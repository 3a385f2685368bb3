//! Client swarm launcher.
//!
//! Sessions are launched in strict index order, at most `ramp` connection
//! attempts in flight at once. The default ramp of 1 serializes the whole
//! launch: session *i+1* does not begin connecting until session *i* has
//! resolved, which trades ramp-up speed for not storming the server under
//! test. A failed session is logged and skipped; its siblings proceed.

use crate::config::HarnessConfig;
use crate::load::LoadGenerator;
use async_trait::async_trait;
use futures::future::join_all;
use std::sync::Arc;
use swarmbench_net::{Connection, Message, Transport, TransportError};
use swarmbench_world::{ActionError, ActionSink, Entity, EntityId};
use tokio::sync::Mutex;
use tokio::task::JoinHandle;
use tracing::{info, warn};

/// How a session's one connection attempt resolved.
#[derive(Debug, Clone, Copy, PartialEq, Eq)]
pub enum SessionOutcome {
    Connected,
    Failed,
}

/// One simulated client.
#[derive(Debug)]
pub struct ClientSession {
    pub index: u32,
    pub outcome: SessionOutcome,
}

/// The launched swarm; holds every session's entity and generator task.
#[derive(Default)]
pub struct ClientSwarm {
    pub sessions: Vec<ClientSession>,
    entities: Vec<Arc<Entity>>,
    tasks: Vec<JoinHandle<()>>,
}

impl ClientSwarm {
    pub fn connected(&self) -> usize {
        self.sessions
            .iter()
            .filter(|session| session.outcome == SessionOutcome::Connected)
            .count()
    }

    /// Destroy every client entity, stopping the load generators.
    pub fn stop(&self) {
        for entity in &self.entities {
            entity.destroy();
        }
    }

    /// Wait for all generator tasks to finish. Only meaningful after
    /// [`stop`](Self::stop).
    pub async fn join(self) {
        for task in self.tasks {
            let _ = task.await;
        }
    }
}

/// Launch the configured number of client sessions.
pub async fn launch(config: &HarnessConfig, transport: Arc<dyn Transport>) -> ClientSwarm {
    let mut swarm = ClientSwarm::default();
    if config.clients == 0 {
        return swarm;
    }

    info!(
        clients = config.clients,
        address = %config.address,
        ramp = config.ramp,
        "starting client swarm"
    );

    let indices: Vec<u32> = (0..config.clients).collect();
    for window in indices.chunks(config.ramp) {
        let attempts = window
            .iter()
            .map(|&index| start_session(index, config, transport.clone()));

        for (session, spawned) in join_all(attempts).await {
            if let Some((entity, task)) = spawned {
                swarm.entities.push(entity);
                swarm.tasks.push(task);
            }
            swarm.sessions.push(session);
        }
    }

    info!(connected = swarm.connected(), "client swarm launched");
    swarm
}

#[allow(clippy::type_complexity)]
async fn start_session(
    index: u32,
    config: &HarnessConfig,
    transport: Arc<dyn Transport>,
) -> (ClientSession, Option<(Arc<Entity>, JoinHandle<()>)>) {
    match connect_and_join(config, transport).await {
        Ok(connection) => {
            let entity = Arc::new(Entity::standalone(EntityId(index), format!("Client {index}")));
            let sink = Arc::new(ConnectionSink {
                connection: Mutex::new(connection),
            });
            let task = LoadGenerator::new(sink).spawn(&entity);
            // The connected player entity holds authority from here on.
            entity.grant_authority();

            info!(clients = index + 1, "clients started");
            let session = ClientSession {
                index,
                outcome: SessionOutcome::Connected,
            };
            (session, Some((entity, task)))
        }
        Err(error) => {
            warn!(client = index, %error, "connection attempt failed");
            let session = ClientSession {
                index,
                outcome: SessionOutcome::Failed,
            };
            (session, None)
        }
    }
}

async fn connect_and_join(
    config: &HarnessConfig,
    transport: Arc<dyn Transport>,
) -> Result<Box<dyn Connection>, TransportError> {
    let mut connection = transport.connect(&config.address).await?;
    connection.send(Message::Join).await?;
    Ok(connection)
}

/// Sends the no-op action over the session's connection.
struct ConnectionSink {
    connection: Mutex<Box<dyn Connection>>,
}

#[async_trait]
impl ActionSink for ConnectionSink {
    async fn invoke(&self) -> Result<(), ActionError> {
        self.connection
            .lock()
            .await
            .send(Message::Action)
            .await
            .map_err(ActionError::from)
    }
}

————

> _PROBLEM REQUIREMENTS_:
What lines in the material include the string "TransportError"? Pull each one out.

> _YOUR SOLUTION_:
use swarmbench_net::{Connection, Message, Transport, TransportError};
) -> Result<Box<dyn Connection>, TransportError> {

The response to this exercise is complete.